//! One search = one fetch, one normalization. Every failure is turned into a
//! [`SearchOutcome`] so callers never see an error for a bad city or payload.

use chrono::{DateTime, Utc};

use crate::{
    chart::WeatherCharts,
    config::{Config, UnitSystem},
    model::{RawWeatherResponse, WeatherRecord},
    normalize::normalize,
    provider::{FetchError, OpenWeatherProvider, WeatherProvider},
};

#[derive(Debug, Clone, PartialEq)]
pub enum SearchOutcome {
    Found(WeatherRecord),
    /// Blank city name; nothing was requested.
    InvalidCity,
    /// The provider had nothing for this city (transport error, timeout, non-2xx, empty body).
    NoData { reason: String },
    /// The payload arrived but could not be normalized.
    ProcessingFailed { reason: String },
}

impl SearchOutcome {
    pub fn record(&self) -> Option<&WeatherRecord> {
        match self {
            SearchOutcome::Found(record) => Some(record),
            _ => None,
        }
    }

    pub fn into_record(self) -> Option<WeatherRecord> {
        match self {
            SearchOutcome::Found(record) => Some(record),
            _ => None,
        }
    }

    /// Message to show the user, or `None` on success.
    pub fn user_message(&self, city_name: &str) -> Option<String> {
        match self {
            SearchOutcome::Found(_) => None,
            SearchOutcome::InvalidCity => Some("Please enter a city name".to_string()),
            SearchOutcome::NoData { .. } => Some(format!(
                "Could not find weather data for '{}'. Please check the city name.",
                city_name.trim()
            )),
            SearchOutcome::ProcessingFailed { .. } => Some(format!(
                "Weather data for '{}' could not be processed.",
                city_name.trim()
            )),
        }
    }
}

#[derive(Debug)]
pub struct WeatherService<P> {
    provider: P,
    units: UnitSystem,
}

impl WeatherService<OpenWeatherProvider> {
    /// Fails when no API key is configured.
    pub fn from_config(config: &Config) -> anyhow::Result<Self> {
        let provider = OpenWeatherProvider::from_config(config)?;
        tracing::info!(units = %config.units, "Weather service initialized");
        Ok(Self::new(provider, config.units))
    }
}

impl<P: WeatherProvider> WeatherService<P> {
    pub fn new(provider: P, units: UnitSystem) -> Self {
        Self { provider, units }
    }

    pub fn units(&self) -> UnitSystem {
        self.units
    }

    /// Raw payload for `city_name`. Any `Err` is the "no data" signal; an
    /// empty payload counts as one too.
    pub async fn fetch_raw(&self, city_name: &str) -> Result<RawWeatherResponse, FetchError> {
        let result = match self.provider.fetch(city_name).await {
            Ok(raw) if is_empty_payload(&raw) => Err(FetchError::EmptyPayload),
            other => other,
        };

        if let Err(err) = &result {
            tracing::error!(city = city_name, error = %err, "Error fetching weather data");
        }
        result
    }

    pub async fn search(&self, city_name: &str) -> SearchOutcome {
        let city_name = city_name.trim();
        if city_name.is_empty() {
            return SearchOutcome::InvalidCity;
        }

        let raw = match self.fetch_raw(city_name).await {
            Ok(raw) => raw,
            Err(err) => {
                return SearchOutcome::NoData {
                    reason: err.to_string(),
                };
            }
        };

        match normalize(&raw) {
            Ok(record) => SearchOutcome::Found(record),
            Err(err) => SearchOutcome::ProcessingFailed {
                reason: err.to_string(),
            },
        }
    }

    pub fn charts_for(&self, record: &WeatherRecord) -> WeatherCharts {
        WeatherCharts::from_record(record, self.units)
    }
}

fn is_empty_payload(raw: &RawWeatherResponse) -> bool {
    match raw {
        RawWeatherResponse::Null => true,
        RawWeatherResponse::Object(map) => map.is_empty(),
        _ => false,
    }
}

/// The most recent successful search.
#[derive(Debug, Clone, PartialEq)]
pub struct LatestWeather {
    pub record: WeatherRecord,
    pub charts: WeatherCharts,
    pub fetched_at: DateTime<Utc>,
}

/// Session state for an interactive front end. Each successful search
/// replaces the previous one.
#[derive(Debug, Default)]
pub struct Dashboard {
    latest: Option<LatestWeather>,
}

impl Dashboard {
    pub fn new() -> Self {
        Self::default()
    }

    pub fn latest(&self) -> Option<&LatestWeather> {
        self.latest.as_ref()
    }

    pub fn update(&mut self, record: WeatherRecord, charts: WeatherCharts) -> &LatestWeather {
        self.latest.insert(LatestWeather {
            record,
            charts,
            fetched_at: Utc::now(),
        })
    }
}

#[cfg(test)]
mod tests {
    use super::*;
    use async_trait::async_trait;
    use serde_json::{Value, json};
    use std::{
        sync::atomic::{AtomicUsize, Ordering},
        time::Duration,
    };

    #[derive(Debug)]
    enum Reply {
        Payload(Value),
        NotFound,
        Timeout,
    }

    #[derive(Debug)]
    struct StubProvider {
        reply: Reply,
        calls: AtomicUsize,
    }

    impl StubProvider {
        fn new(reply: Reply) -> Self {
            Self {
                reply,
                calls: AtomicUsize::new(0),
            }
        }
    }

    #[async_trait]
    impl WeatherProvider for StubProvider {
        async fn fetch(&self, _city_name: &str) -> Result<RawWeatherResponse, FetchError> {
            self.calls.fetch_add(1, Ordering::SeqCst);
            match &self.reply {
                Reply::Payload(value) => Ok(value.clone()),
                Reply::NotFound => Err(FetchError::Status {
                    status: reqwest::StatusCode::NOT_FOUND,
                    body: "{\"cod\":\"404\",\"message\":\"city not found\"}".into(),
                }),
                Reply::Timeout => Err(FetchError::Timeout(Duration::from_secs(10))),
            }
        }
    }

    fn service(reply: Reply) -> WeatherService<StubProvider> {
        WeatherService::new(StubProvider::new(reply), UnitSystem::Metric)
    }

    fn london() -> Value {
        json!({
            "name": "London",
            "sys": { "country": "GB" },
            "main": { "temp": 15.678, "feels_like": 14.2, "humidity": 80, "pressure": 1013 },
            "wind": { "speed": 3.5 },
            "weather": [{ "description": "light rain", "main": "Rain" }],
            "visibility": 10000,
            "clouds": { "all": 75 }
        })
    }

    #[tokio::test]
    async fn found_city_is_normalized() {
        let outcome = service(Reply::Payload(london())).search("London").await;

        let record = outcome.record().expect("record");
        assert_eq!(record.city_name, "London");
        assert_eq!(record.current_temperature, 15.7);
        assert_eq!(outcome.user_message("London"), None);
    }

    #[tokio::test]
    async fn timeout_is_no_data_not_a_crash() {
        let outcome = service(Reply::Timeout).search("London").await;

        match &outcome {
            SearchOutcome::NoData { reason } => assert!(reason.contains("timed out")),
            other => panic!("expected NoData, got {other:?}"),
        }
        assert!(outcome.record().is_none());
    }

    #[tokio::test]
    async fn unknown_city_gives_user_message() {
        let outcome = service(Reply::NotFound).search("Atlantis").await;

        assert!(matches!(outcome, SearchOutcome::NoData { .. }));
        assert_eq!(
            outcome.user_message("Atlantis").as_deref(),
            Some("Could not find weather data for 'Atlantis'. Please check the city name.")
        );
    }

    #[tokio::test]
    async fn blank_city_is_rejected_without_fetching() {
        let svc = service(Reply::Payload(london()));
        let outcome = svc.search("   ").await;

        assert_eq!(outcome, SearchOutcome::InvalidCity);
        assert_eq!(svc.provider.calls.load(Ordering::SeqCst), 0);
        assert_eq!(outcome.user_message("").as_deref(), Some("Please enter a city name"));
    }

    #[tokio::test]
    async fn malformed_payload_is_processing_failure() {
        let outcome = service(Reply::Payload(json!({ "main": { "temp": "hot" } })))
            .search("Cairo")
            .await;

        match outcome {
            SearchOutcome::ProcessingFailed { reason } => assert!(reason.contains("main.temp")),
            other => panic!("expected ProcessingFailed, got {other:?}"),
        }
    }

    #[tokio::test]
    async fn empty_payload_is_no_data() {
        let outcome = service(Reply::Payload(json!({}))).search("Nowhere").await;

        match outcome {
            SearchOutcome::NoData { reason } => assert!(reason.contains("empty payload")),
            other => panic!("expected NoData, got {other:?}"),
        }
    }

    #[tokio::test]
    async fn fetch_raw_keeps_the_error_type() {
        let err = service(Reply::Timeout).fetch_raw("London").await.unwrap_err();
        assert!(matches!(err, FetchError::Timeout(d) if d == Duration::from_secs(10)));

        let err = service(Reply::NotFound).fetch_raw("Atlantis").await.unwrap_err();
        assert!(matches!(
            err,
            FetchError::Status { status, .. } if status == reqwest::StatusCode::NOT_FOUND
        ));

        let err = service(Reply::Payload(json!(null))).fetch_raw("Nowhere").await.unwrap_err();
        assert!(matches!(err, FetchError::EmptyPayload));

        let raw = service(Reply::Payload(london())).fetch_raw("London").await.unwrap();
        assert_eq!(raw["name"], "London");
    }

    #[tokio::test]
    async fn sparse_payload_is_defaulted() {
        let outcome = service(Reply::Payload(json!({ "name": "Reykjavik" })))
            .search("Reykjavik")
            .await;

        let record = outcome.into_record().expect("record");
        assert_eq!(record.city_name, "Reykjavik");
        assert_eq!(record.weather_main, "");
        assert_eq!(record.visibility_meters, 0);
    }

    #[tokio::test]
    async fn boxed_provider_can_be_injected() {
        let provider: Box<dyn WeatherProvider> =
            Box::new(StubProvider::new(Reply::Payload(london())));
        let svc = WeatherService::new(provider, UnitSystem::Kelvin);

        let record = svc.search("London").await.into_record().unwrap();
        let charts = svc.charts_for(&record);
        assert_eq!(charts.temperature_unit, "K");
    }

    #[test]
    fn dashboard_keeps_only_latest_result() {
        let mut dashboard = Dashboard::new();
        assert!(dashboard.latest().is_none());

        let first = WeatherRecord {
            city_name: "Paris".into(),
            ..WeatherRecord::default()
        };
        let second = WeatherRecord {
            city_name: "Tokyo".into(),
            ..WeatherRecord::default()
        };

        let charts = WeatherCharts::from_record(&first, UnitSystem::Metric);
        dashboard.update(first, charts);
        let charts = WeatherCharts::from_record(&second, UnitSystem::Metric);
        let latest = dashboard.update(second, charts);

        assert_eq!(latest.record.city_name, "Tokyo");
        assert_eq!(dashboard.latest().unwrap().record.city_name, "Tokyo");
    }
}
========================================
■ **WHAT THE TASK ASKS**: The answer must be every line from the records above that contains the word "Some", copied out.

■ **ANSWER TO THE PROBLEM**:
            SearchOutcome::Found(record) => Some(record),
            SearchOutcome::Found(record) => Some(record),
            SearchOutcome::InvalidCity => Some("Please enter a city name".to_string()),
            SearchOutcome::NoData { .. } => Some(format!(
            SearchOutcome::ProcessingFailed { .. } => Some(format!(
            Some("Could not find weather data for 'Atlantis'. Please check the city name.")
        assert_eq!(outcome.user_message("").as_deref(), Some("Please enter a city name"));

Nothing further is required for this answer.